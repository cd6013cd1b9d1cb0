//! Single-page PDF 1.4 writer.
//!
//! The page is sized to the canvas. Boxes, edges and labels are drawn with
//! plain path and text operators in the standard Helvetica font, so the file
//! needs no embedded resources.

use std::fmt::Write;

use super::{node_label, Scene};
use crate::layout::{NODE_HEIGHT, NODE_WIDTH};

const LABEL_SIZE: f64 = 9.0;

pub(super) fn render(scene: &Scene<'_>) -> Vec<u8> {
    let (width, height) = if scene.is_empty() { (400.0, 100.0) } else { scene.canvas() };
    let content = page_content(scene, height);

    let objects = [
        "<< /Type /Catalog /Pages 2 0 R >>".to_string(),
        "<< /Type /Pages /Kids [3 0 R] /Count 1 >>".to_string(),
        format!(
            "<< /Type /Page /Parent 2 0 R /MediaBox [0 0 {} {}] /Contents 4 0 R /Resources << /Font << /F1 5 0 R >> >> >>",
            num(width),
            num(height)
        ),
        format!("<< /Length {} >>\nstream\n{}\nendstream", content.len(), content),
        "<< /Type /Font /Subtype /Type1 /BaseFont /Helvetica /Encoding /WinAnsiEncoding >>".to_string(),
    ];

    let mut out = String::from("%PDF-1.4\n");
    let mut offsets = Vec::with_capacity(objects.len());
    for (i, body) in objects.iter().enumerate() {
        offsets.push(out.len());
        let _ = write!(out, "{} 0 obj\n{}\nendobj\n", i + 1, body);
    }

    let xref = out.len();
    let _ = write!(out, "xref\n0 {}\n0000000000 65535 f \n", objects.len() + 1);
    for offset in offsets {
        let _ = writeln!(out, "{:010} 00000 n ", offset);
    }
    let _ = write!(
        out,
        "trailer\n<< /Size {} /Root 1 0 R >>\nstartxref\n{}\n%%EOF\n",
        objects.len() + 1,
        xref
    );
    out.into_bytes()
}

fn page_content(scene: &Scene<'_>, page_height: f64) -> String {
    let mut ops = String::new();
    // PDF user space grows upwards.
    let flip = |y: f64| page_height - y;

    if scene.is_empty() {
        let _ = write!(ops, "BT /F1 14 Tf 20 {} Td (No resources) Tj ET", num(flip(50.0)));
        return ops;
    }

    ops.push_str("0.580 0.639 0.722 RG 2 w\n");
    for edge in scene.edges {
        if let Some((from, to)) = scene.segment(edge) {
            let _ = writeln!(
                ops,
                "{} {} m {} {} l S",
                num(from.x),
                num(flip(from.y)),
                num(to.x),
                num(flip(to.y))
            );
        }
    }

    ops.push_str("0.886 0.910 0.941 rg 0.392 0.455 0.545 RG 1 w\n");
    for (_, p) in scene.placed() {
        let _ = writeln!(
            ops,
            "{} {} {} {} re B",
            num(p.x),
            num(flip(p.y + NODE_HEIGHT)),
            num(NODE_WIDTH),
            num(NODE_HEIGHT)
        );
    }

    ops.push_str("0.200 0.255 0.333 rg\n");
    for (node, p) in scene.placed() {
        let _ = writeln!(
            ops,
            "BT /F1 {} Tf {} {} Td ({}) Tj ET",
            num(LABEL_SIZE),
            num(p.x + 6.0),
            num(flip(p.y + NODE_HEIGHT / 2.0 + 3.0)),
            escape_text(&node_label(node))
        );
    }
    ops
}

/// Fixed two-decimal number formatting.
fn num(v: f64) -> String {
    format!("{:.2}", v)
}

/// Escape a PDF literal string. Characters outside printable ASCII become `?`.
fn escape_text(text: &str) -> String {
    let mut out = String::with_capacity(text.len());
    for c in text.chars() {
        match c {
            '(' | ')' | '\\' => {
                out.push('\\');
                out.push(c);
            }
            ' '..='~' => out.push(c),
            _ => out.push('?'),
        }
    }
    out
}
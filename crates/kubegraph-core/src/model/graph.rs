//! Node and edge records held by the graph store.

use serde::{Deserialize, Serialize};
use std::collections::BTreeMap;
use std::fmt;

use super::kind::ResourceKind;

/// Stable node identifier: `kind/namespace/name`, or `kind/name` for
/// cluster-scoped kinds.
#[derive(Debug, Clone, PartialEq, Eq, PartialOrd, Ord, Hash, Serialize, Deserialize)]
#[serde(transparent)]
pub struct NodeId(String);

impl NodeId {
    /// Build the id for a resource. Namespaces are ignored for cluster-scoped kinds.
    pub fn new(kind: ResourceKind, namespace: Option<&str>, name: &str) -> Self {
        match namespace {
            Some(ns) if !kind.is_cluster_scoped() => Self(format!("{}/{}/{}", kind, ns, name)),
            _ => Self(format!("{}/{}", kind, name)),
        }
    }

    /// Id of the namespace node with the given name.
    pub fn namespace(name: &str) -> Self {
        Self::new(ResourceKind::Namespace, None, name)
    }

    /// Wrap an id string received from a caller.
    pub fn from_raw(id: impl Into<String>) -> Self {
        Self(id.into())
    }

    pub fn as_str(&self) -> &str {
        &self.0
    }

    /// Kind encoded in the id prefix.
    pub fn kind(&self) -> Option<ResourceKind> {
        self.0.split('/').next().and_then(|k| k.parse().ok())
    }
}

impl fmt::Display for NodeId {
    fn fmt(&self, f: &mut fmt::Formatter<'_>) -> fmt::Result {
        f.write_str(&self.0)
    }
}

/// Deterministic edge identifier derived from (source, target, relation).
#[derive(Debug, Clone, PartialEq, Eq, PartialOrd, Ord, Hash, Serialize, Deserialize)]
#[serde(transparent)]
pub struct EdgeId(String);

impl EdgeId {
    pub fn derive(source: &NodeId, target: &NodeId, relation: Relation) -> Self {
        Self(format!("{}->{}:{}", source, target, relation))
    }

    pub fn as_str(&self) -> &str {
        &self.0
    }
}

impl fmt::Display for EdgeId {
    fn fmt(&self, f: &mut fmt::Formatter<'_>) -> fmt::Result {
        f.write_str(&self.0)
    }
}

/// Semantic type of an edge. Part of edge identity, so two relations between
/// the same pair of nodes are kept as two edges.
#[derive(Debug, Clone, Copy, PartialEq, Eq, PartialOrd, Ord, Hash, Serialize, Deserialize)]
#[serde(rename_all = "kebab-case")]
pub enum Relation {
    Ownership,
    SelectorMatch,
    VolumeReference,
    NetworkEndpoint,
    IdentityBinding,
    NamespaceContainment,
}

impl Relation {
    pub const ALL: [Relation; 6] = [
        Self::Ownership,
        Self::SelectorMatch,
        Self::VolumeReference,
        Self::NetworkEndpoint,
        Self::IdentityBinding,
        Self::NamespaceContainment,
    ];

    pub fn as_str(&self) -> &'static str {
        match self {
            Self::Ownership => "ownership",
            Self::SelectorMatch => "selector-match",
            Self::VolumeReference => "volume-reference",
            Self::NetworkEndpoint => "network-endpoint",
            Self::IdentityBinding => "identity-binding",
            Self::NamespaceContainment => "namespace-containment",
        }
    }
}

impl fmt::Display for Relation {
    fn fmt(&self, f: &mut fmt::Formatter<'_>) -> fmt::Result {
        f.write_str(self.as_str())
    }
}

/// Summarized health of a resource.
#[derive(Debug, Clone, Copy, PartialEq, Eq, Hash, Default, Serialize, Deserialize)]
#[serde(rename_all = "lowercase")]
pub enum HealthStatus {
    Healthy,
    Degraded,
    Failed,
    Pending,
    Terminating,
    #[default]
    Unknown,
}

impl HealthStatus {
    pub fn as_str(&self) -> &'static str {
        match self {
            Self::Healthy => "healthy",
            Self::Degraded => "degraded",
            Self::Failed => "failed",
            Self::Pending => "pending",
            Self::Terminating => "terminating",
            Self::Unknown => "unknown",
        }
    }
}

impl fmt::Display for HealthStatus {
    fn fmt(&self, f: &mut fmt::Formatter<'_>) -> fmt::Result {
        f.write_str(self.as_str())
    }
}

/// One cluster resource instance.
#[derive(Debug, Clone, PartialEq, Serialize, Deserialize)]
pub struct Node {
    pub id: NodeId,
    pub kind: ResourceKind,
    pub name: String,
    #[serde(default, skip_serializing_if = "Option::is_none")]
    pub namespace: Option<String>,
    /// Server-assigned UID, when known.
    #[serde(default, skip_serializing_if = "Option::is_none")]
    pub uid: Option<String>,
    pub status: HealthStatus,
    /// Bumped on every observed update.
    pub revision: u64,
    /// Kind-specific metadata, never interpreted by the engine.
    #[serde(default)]
    pub attributes: BTreeMap<String, serde_json::Value>,
}

impl Node {
    /// True when everything but the revision counter is equal.
    pub fn same_content(&self, other: &Node) -> bool {
        self.id == other.id
            && self.kind == other.kind
            && self.name == other.name
            && self.namespace == other.namespace
            && self.uid == other.uid
            && self.status == other.status
            && self.attributes == other.attributes
    }
}

/// A directed, typed relationship between two nodes.
#[derive(Debug, Clone, PartialEq, Eq, Serialize, Deserialize)]
pub struct Edge {
    pub id: EdgeId,
    pub source: NodeId,
    pub target: NodeId,
    pub relation: Relation,
    #[serde(default, skip_serializing_if = "Option::is_none")]
    pub label: Option<String>,
}

impl Edge {
    pub fn new(source: NodeId, target: NodeId, relation: Relation) -> Self {
        Self {
            id: EdgeId::derive(&source, &target, relation),
            source,
            target,
            relation,
            label: None,
        }
    }

    pub fn with_label(mut self, label: impl Into<String>) -> Self {
        self.label = Some(label.into());
        self
    }

    /// The other endpoint, when `node` is one of the two.
    pub fn opposite(&self, node: &NodeId) -> Option<&NodeId> {
        if &self.source == node {
            Some(&self.target)
        } else if &self.target == node {
            Some(&self.source)
        } else {
            None
        }
    }
}
//! Index-based graph handed to layout strategies.

use std::collections::{BTreeMap, BTreeSet};

use crate::model::{Edge, EdgeId, Node, NodeId};

/// Nodes sorted by id with edges as index pairs.
///
/// Edges whose endpoints are not both in the node set are dropped, parallel
/// edges (different relations between the same pair) collapse to one link,
/// and edge order is by edge id. Strategies therefore see the same input for
/// the same topology no matter how it was assembled.
#[derive(Debug, Clone, Default)]
pub struct LayoutGraph {
    pub(crate) ids: Vec<NodeId>,
    pub(crate) edge_ids: Vec<EdgeId>,
    pub(crate) links: Vec<(usize, usize)>,
    pub(crate) neighbors: Vec<Vec<usize>>,
}

impl LayoutGraph {
    pub fn new<'a>(
        nodes: impl IntoIterator<Item = &'a Node>,
        edges: impl IntoIterator<Item = &'a Edge>,
    ) -> Self {
        let ids: Vec<NodeId> = nodes
            .into_iter()
            .map(|n| n.id.clone())
            .collect::<BTreeSet<_>>()
            .into_iter()
            .collect();
        let index: BTreeMap<&NodeId, usize> = ids.iter().enumerate().map(|(i, id)| (id, i)).collect();

        let mut sorted_edges: Vec<&Edge> = edges.into_iter().collect();
        sorted_edges.sort_by(|a, b| a.id.cmp(&b.id));
        sorted_edges.dedup_by(|a, b| a.id == b.id);

        let mut edge_ids = Vec::new();
        let mut links = Vec::new();
        let mut seen = BTreeSet::new();
        let mut neighbors = vec![Vec::new(); ids.len()];
        for edge in sorted_edges {
            let (Some(&s), Some(&t)) = (index.get(&edge.source), index.get(&edge.target)) else {
                continue;
            };
            if s == t {
                continue;
            }
            edge_ids.push(edge.id.clone());
            let key = (s.min(t), s.max(t));
            if seen.insert(key) {
                links.push((s, t));
                neighbors[s].push(t);
                neighbors[t].push(s);
            }
        }
        for list in &mut neighbors {
            list.sort_unstable();
        }

        Self {
            ids,
            edge_ids,
            links,
            neighbors,
        }
    }

    pub fn len(&self) -> usize {
        self.ids.len()
    }

    pub fn is_empty(&self) -> bool {
        self.ids.is_empty()
    }

    pub fn ids(&self) -> &[NodeId] {
        &self.ids
    }

    /// Connected components, each sorted, ordered by size (largest first)
    /// then by smallest member.
    pub fn components(&self) -> Vec<Vec<usize>> {
        let mut component = vec![usize::MAX; self.len()];
        let mut components: Vec<Vec<usize>> = Vec::new();

        for start in 0..self.len() {
            if component[start] != usize::MAX {
                continue;
            }
            let label = components.len();
            let mut members = vec![start];
            component[start] = label;
            let mut stack = vec![start];
            while let Some(v) = stack.pop() {
                for &w in &self.neighbors[v] {
                    if component[w] == usize::MAX {
                        component[w] = label;
                        members.push(w);
                        stack.push(w);
                    }
                }
            }
            members.sort_unstable();
            components.push(members);
        }

        components.sort_by(|a, b| b.len().cmp(&a.len()).then(a[0].cmp(&b[0])));
        components
    }
}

━━━━━━

EXERCISE PROMPT:
The line containing "no embedded resources." marks the end: copy exactly every line from the top of the data above down to it, that line included.

EXPECTED OUTPUT:
repository cd6013cd1b9d1cb0
//! Single-page PDF 1.4 writer.
//!
//! The page is sized to the canvas. Boxes, edges and labels are drawn with
//! plain path and text operators in the standard Helvetica font, so the file
//! needs no embedded resources.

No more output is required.